Your Day Out: Delight for all ages

Thornton-le-Dale's spectacular Christmas light.
Thornton-le-Dale's spectacular Christmas light.

This splendid little walk around the attractive village of Thornton-le-Dale will delight all ages. Specially chosen for the festive season, it follows country lanes and is charming when Christmas lights enhance its natural attractions.

Thornton-le-Dale retains an olde-worlde charm with many tranquil and beautiful sights. It’s situated on the southern edge of the North York Moors and lies about two miles east of Pickering along the A170 Scarborough to Pickering road. A Boxing Day or New Year’s Day treat to visit this village will really “put the icing on the cake!”

Entering Thornton-le-Dale from Scarborough, the Church of All Saints is seen on high ground to the right. Sir Richard Cholmley is buried in the chancel, and in the churchyard is the gravestone of Matthew Grimes who fought at Waterloo and guarded Napoleon on the Island of St Helena.

Immediately beyond the church, turn first left into Dog Kennel Lane, respecting residents’ access before parking here.

Start from here and walk up this pretty lane to meet its union with Rectory Lane and Peaslands Lane. Here, go left along Rectory Lane, which continues to meet South Lane. This pleasant backwater of stone-built properties leads to the road junction by bearing left along the northern tip of Hurrell Lane. The High Hall stands impressively to your left.

Meeting the High Street, cross with care and bear immediately left into Church Lane. Begin the descent past cottages and houses, and view the church ahead. Skirting the churchyard walling, drop down to the road junction and turn sharp right into Priestman’s Lane. This was named after the family who built the large houses there in the 18th Century. Bedecked with evergreens, this lane swiftly accompanies Thornton Beck as it glides beneath bridges and glimpses Midstream Cottage and rural scenes.

Beyond the ‘Ford’ sign, admire Burgess Mill ahead.

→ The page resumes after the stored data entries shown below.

//! Flow keys and classification verdicts
//!
//! The flow key identifies the *encapsulation* flow: the outer 5-tuple of a
//! tunnel packet, used consistently between classify-time lookup and
//! flow-teardown invalidation.

/// IANA-assigned VXLAN UDP port
pub const VXLAN_UDP_PORT: u16 = 4789;
/// IANA-assigned Geneve UDP port
pub const GENEVE_UDP_PORT: u16 = 6081;
/// STT TCP port
pub const STT_TCP_PORT: u16 = 7471;
/// GRE IP protocol number
pub const GRE_PROTOCOL: u8 = 47;

const TCP: u8 = 6;
const UDP: u8 = 17;

/// Packet metadata handed to the classifier by the filtering engine.
///
/// Only the outer headers matter here; inner (encapsulated) headers are the
/// datapath's business.
#[derive(Debug, Clone, Copy, PartialEq, Eq)]
pub struct PacketMeta {
    /// Outer source IP (IPv4 as u32)
    pub src_ip: u32,
    /// Outer destination IP
    pub dst_ip: u32,
    /// Outer source port
    pub src_port: u16,
    /// Outer destination port
    pub dst_port: u16,
    /// IP protocol (TCP=6, UDP=17, GRE=47)
    pub protocol: u8,
    /// Total packet length
    pub len: u16,
}

/// Outer 5-tuple flow key
#[derive(Debug, Clone, Copy, PartialEq, Eq, Hash)]
pub struct FlowKey {
    /// Source IP (IPv4 as u32)
    pub src_ip: u32,
    /// Destination IP
    pub dst_ip: u32,
    /// Source port
    pub src_port: u16,
    /// Destination port
    pub dst_port: u16,
    /// IP protocol
    pub protocol: u8,
}

impl FlowKey {
    /// Create new flow key
    #[inline(always)]
    pub const fn new(src_ip: u32, dst_ip: u32, src_port: u16, dst_port: u16, protocol: u8) -> Self {
        Self {
            src_ip,
            dst_ip,
            src_port,
            dst_port,
            protocol,
        }
    }

    /// Key of the outer headers of `packet`
    #[inline(always)]
    pub const fn from_packet(packet: &PacketMeta) -> Self {
        Self::new(
            packet.src_ip,
            packet.dst_ip,
            packet.src_port,
            packet.dst_port,
            packet.protocol,
        )
    }

    /// Compute hash using FNV-1a (fast, good distribution)
    #[inline(always)]
    pub fn hash64(&self) -> u64 {
        const FNV_OFFSET: u64 = 0xcbf29ce484222325;
        const FNV_PRIME: u64 = 0x100000001b3;

        let mut h = FNV_OFFSET;
        let words = [
            self.src_ip as u64,
            self.dst_ip as u64,
            ((self.src_port as u64) << 24) | ((self.dst_port as u64) << 8) | self.protocol as u64,
        ];
        for w in words {
            let mut w = w;
            while w != 0 {
                h ^= w & 0xff;
                h = h.wrapping_mul(FNV_PRIME);
                w >>= 8;
            }
            h ^= 0xff;
            h = h.wrapping_mul(FNV_PRIME);
        }
        h
    }

    /// Create reverse (reply) flow key
    #[inline(always)]
    pub const fn reverse(&self) -> Self {
        Self::new(
            self.dst_ip,
            self.src_ip,
            self.dst_port,
            self.src_port,
            self.protocol,
        )
    }
}

/// Tunnel encapsulation type
#[derive(Debug, Clone, Copy, PartialEq, Eq, Hash)]
pub enum TunnelKind {
    /// VXLAN over UDP
    Vxlan,
    /// Geneve over UDP
    Geneve,
    /// GRE (IP protocol 47)
    Gre,
    /// Stateless Transport Tunneling over TCP
    Stt,
}

impl TunnelKind {
    /// Cheap tunnel detection from outer headers.
    ///
    /// This is the fast-reject gate on the packet path: no allocation, no
    /// table access. Non-tunnel traffic (the vast majority) returns `None`.
    #[inline(always)]
    pub const fn detect(packet: &PacketMeta) -> Option<TunnelKind> {
        match packet.protocol {
            UDP => match packet.dst_port {
                VXLAN_UDP_PORT => Some(TunnelKind::Vxlan),
                GENEVE_UDP_PORT => Some(TunnelKind::Geneve),
                _ => None,
            },
            TCP => match packet.dst_port {
                STT_TCP_PORT => Some(TunnelKind::Stt),
                _ => None,
            },
            GRE_PROTOCOL => Some(TunnelKind::Gre),
            _ => None,
        }
    }
}

/// Classification verdict returned to the filtering engine
#[derive(Debug, Clone, Copy, PartialEq, Eq)]
#[repr(u8)]
pub enum Verdict {
    /// Not ours; continue normal processing
    Continue = 0,
    /// Tunnel flow, let it pass untouched
    Permit = 1,
    /// Tunnel flow, drop it
    Block = 2,
    /// Tunnel flow, handed to the switch datapath
    Redirect = 3,
}

/// Where a classified tunnel flow should be steered
#[derive(Debug, Clone, Copy, PartialEq, Eq)]
pub enum RedirectTarget {
    /// Hand packets to the switch datapath on the given ingress port
    Datapath {
        /// Datapath ingress port number
        port: u32,
    },
    /// Classified but left on the normal stack path
    PassThrough,
    /// Drop packets for this flow
    Drop,
}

From the road bridge, deviate off right at number six lamp post, where a signed public bridleway leads to views of a fish ladder. Then return and cross the little wooden footbridge to rejoin the road past the mill (Burgess Group).

Continue up Whitbygate with woodland to the right. As Ellerburn Road enters on the right, keep to Whitbygate. Ascending to the road junction, turn left downhill along the verge footpath to re-enter Thornton-le-Dale. From the Buck Inn at the corner of Chestnut Avenue, turn right to reach Classic Car Sales at DT Mathewsons. The motor museum may be open, with classic and vintage cars and motorbikes form 1918-1976 and a chance to watch the restoration process!

Then, cross the road (A170) to enter Roxby Road. Walk past Archway Lane, Roxby Gardens, Roxby Terrace, and Roxby Garth before sweeping left with the road to enter Maltongate.

Turning left by The Corner Cottage, continue along Maltongate with the beck to your right, crossed by footbridges.

Seek off right a turning to the car park and Lakeside Toilets. Follow arrows to the village centre straight ahead. Keeping toilets to the right, follow the lakeside path over a footbridge spanning the beck to enter the village. Cut across to the focal point of the village – The Green, where every Sunday from about mid-July to the end of August, silver and brass bands perform. Don’t miss the village cross, where the annual tribute of red and white herring used to be handed from the Abbot of Whitby to the Hospitallers of St Leonard’s in York. The nearby stocks are a replica of the original.

Walk now along Chestnut Avenue, with Thornton Beck flowing through the village, though divided into many channels. With tearooms and bakeries, inns and restaurants, along with Balderson’s ice cream (in summer), there’s refreshment in abundance.

Beyond Balderson’s are Lady Lumley’s Almshouses to your left. They were founded in 1656 by Elizabeth Viscountess Lumley, who also endowed the old grammar school at the end of the row.

Magnificent horse-chestnut trees flank the beck which flows past the high walls enclosing the Hall’s grounds.

At Bridgefoot House, cross the road bridge and pause to view any trout lurking in the water. Then view Beck Isle thatched cottage situated on the bend. It’s one of the most photographed parts of the village. Many years ago it was used as the laundrymaid’s house.

Cross the bridge and you’ll notice that the waters divide here.

Pass the Hall to your right, and the Church of All Saints stands proudly elevated beside the High Street.

Before reaching the church, cross the A170 to turn right into Dog Kennel Lane and return to your starting point.

Distance: 2.5 miles of easy, firm walking. Interest all the way, and no special foot wear is required.

Allow a good hour or more for a leisurely stroll, and time it for the festive lights to be admired, and a hot pie or sausage roll with a bowl of steaming soup for a warm up!

Refreshment: Plenty of choice in the village centre. Happy Christmas everyone!